Novidade não é para quem se interessa pela vida de Artigas, mas faz pensar. Diz Maestri: "Em 10 de setembro de 1815, sob a presidência de José Artigas, o Congresso do Oriente votou e aprovou regulamento provisório para o desenvolvimento da campanha que resgatava a antiga proposta, no início do século, de ''Arreglo de los Campos'', impulsionada por Félix de Azara, secundado pelo agora caudilho oriental. Nos fatos, propunha-se assentar a independência da Banda Oriental e das províncias da Liga Federal em uma ampla divisão das terras entre as populações necessitadas, com destaque para as mais pobres. Com o regulamento provisório de 1815, aos negros livres, aos crioulos pobres, aos índios etc, patriotas seriam entregues suertes de estância, ou seja, pouco menos de 2 mil hectares, o necessário para uma família viver da exploração pastoril". Tamanha desfaçatez só poderia levar as pessoas sérias a uma reação violenta.

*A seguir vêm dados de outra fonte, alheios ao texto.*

use std::{
    io::Write,
    sync::{
        atomic::{AtomicBool, Ordering},
        Mutex, MutexGuard,
    },
    thread,
    time::{Duration, Instant, SystemTime},
};

use anyhow::{anyhow, Context};
use power_dispatch::{EnergyMeasurements, EnergyProbe, RaplDomainType};

/// The domains that make up the node power.
const NODE_DOMAINS: [RaplDomainType; 2] = [RaplDomainType::Package, RaplDomainType::Dram];

/// Running totals of the session.
#[derive(Debug, Clone, Default)]
pub struct SampleAccumulator {
    pub samples: u64,
    pub total_joules: f64,
    pub min_watts: Option<f64>,
    pub max_watts: Option<f64>,
    last_sample: Option<Instant>,
}

impl SampleAccumulator {
    fn record(&mut self, joules: f64, at: Instant) {
        self.samples += 1;
        self.total_joules += joules;
        if let Some(previous) = self.last_sample {
            let elapsed = at.duration_since(previous).as_secs_f64();
            if elapsed > 0.0 {
                let watts = joules / elapsed;
                self.min_watts = Some(self.min_watts.map_or(watts, |w| w.min(watts)));
                self.max_watts = Some(self.max_watts.map_or(watts, |w| w.max(watts)));
            }
        }
        self.last_sample = Some(at);
    }
}

struct SamplingState {
    probe: Box<dyn EnergyProbe>,
    log: Box<dyn Write + Send>,
    accumulator: SampleAccumulator,
}

/// State shared by the supervisory thread and the sampling thread.
pub struct SessionContext {
    armed: AtomicBool,
    state: Mutex<SamplingState>,
}

impl SessionContext {
    pub fn new(probe: Box<dyn EnergyProbe>, log: Box<dyn Write + Send>) -> SessionContext {
        SessionContext {
            armed: AtomicBool::new(false),
            state: Mutex::new(SamplingState {
                probe,
                log,
                accumulator: SampleAccumulator::default(),
            }),
        }
    }

    pub fn arm(&self) {
        self.armed.store(true, Ordering::Release);
    }

    pub fn disarm(&self) {
        self.armed.store(false, Ordering::Release);
    }

    pub fn is_armed(&self) -> bool {
        self.armed.load(Ordering::Acquire)
    }

    fn lock(&self) -> anyhow::Result<MutexGuard<'_, SamplingState>> {
        self.state.lock().map_err(|_| anyhow!("sampling state poisoned by a panic"))
    }

    /// Captures one reading: polls the probe, logs it, updates the totals.
    pub fn take_sample(&self) -> anyhow::Result<()> {
        let mut state = self.lock()?;
        let SamplingState {
            probe,
            log,
            accumulator,
        } = &mut *state;

        probe.poll().context("refreshing measurements")?;
        let at = Instant::now();
        let measurements = probe.measurements();
        print_measurements(log.as_mut(), measurements, SystemTime::now())?;
        accumulator.record(measurements.total_joules(&NODE_DOMAINS), at);
        Ok(())
    }

    pub fn accumulator(&self) -> anyhow::Result<SampleAccumulator> {
        Ok(self.lock()?.accumulator.clone())
    }

    pub fn flush(&self) -> anyhow::Result<()> {
        self.lock()?.log.flush().context("flushing the raw log")
    }
}

/// Body of the sampling thread: samples every `interval` while armed.
///
/// The lock is only held by [`SessionContext::take_sample`], never during the sleep.
/// Unparking the thread after [`SessionContext::disarm`] stops it immediately.
pub fn run(ctx: &SessionContext, interval: Duration) -> anyhow::Result<()> {
    while ctx.is_armed() {
        ctx.take_sample()?;
        let deadline = Instant::now() + interval;
        while ctx.is_armed() {
            let now = Instant::now();
            if now >= deadline {
                break;
            }
            thread::park_timeout(deadline - now);
        }
    }
    Ok(())
}

pub(crate) const LOG_COLUMNS: &str = "timestamp_ms;socket;domain;overflow;joules";

fn print_measurements(writer: &mut dyn Write, m: &EnergyMeasurements, timestamp: SystemTime) -> anyhow::Result<()> {
    let timestamp_ms = timestamp.duration_since(SystemTime::UNIX_EPOCH)?.as_millis();

    for (socket_id, domains_of_socket) in m.per_socket.iter().enumerate() {
        for (domain, counter) in domains_of_socket {
            if let Some(consumed) = counter.joules {
                let overflow = counter.overflowed;
                writeln!(writer, "{timestamp_ms};{socket_id};{domain:?};{overflow};{consumed}")?;
            }
        }
    }
    Ok(())
}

"Alguns anos depois, o Brasil participaria
da "heroica" destruição
do Paraguai."
Artigas passou a ser visto pelo marketing da época como um terrível caudilho. Tornou-se urgente tomar providências para impedi-lo de continuar praticando barbaridades capazes de aprofundar o inaceitável, a divisão das terras. Entraram em cena os nossos "heróis" para acabar com a festa. Afinal, a coisa estava alastrando-se para o nosso Rio Grande. Nas palavras de Maestri: "A onda de democratização da propriedade podia se estender às províncias da Liga Federal e à província do Rio Grande do Sul. Em 1816, poderosas tropas luso-brasileiras, formadas por quase 5 mil veteranos das guerras napoleônicas, reforçadas por estancieiros, peões e gaúchos sul-rio-grandenses, invadiam a Banda Oriental, sob o comando do general português Carlos Frederico Lecor, Barão da Laguna, enquanto a frota real lusitana atacava por mar Montevidéu. Iniciava-se a dura, longa e sangrenta guerra contrarrevolucionária antiartiguista". Que papelão! Quer dizer, quanto heroísmo.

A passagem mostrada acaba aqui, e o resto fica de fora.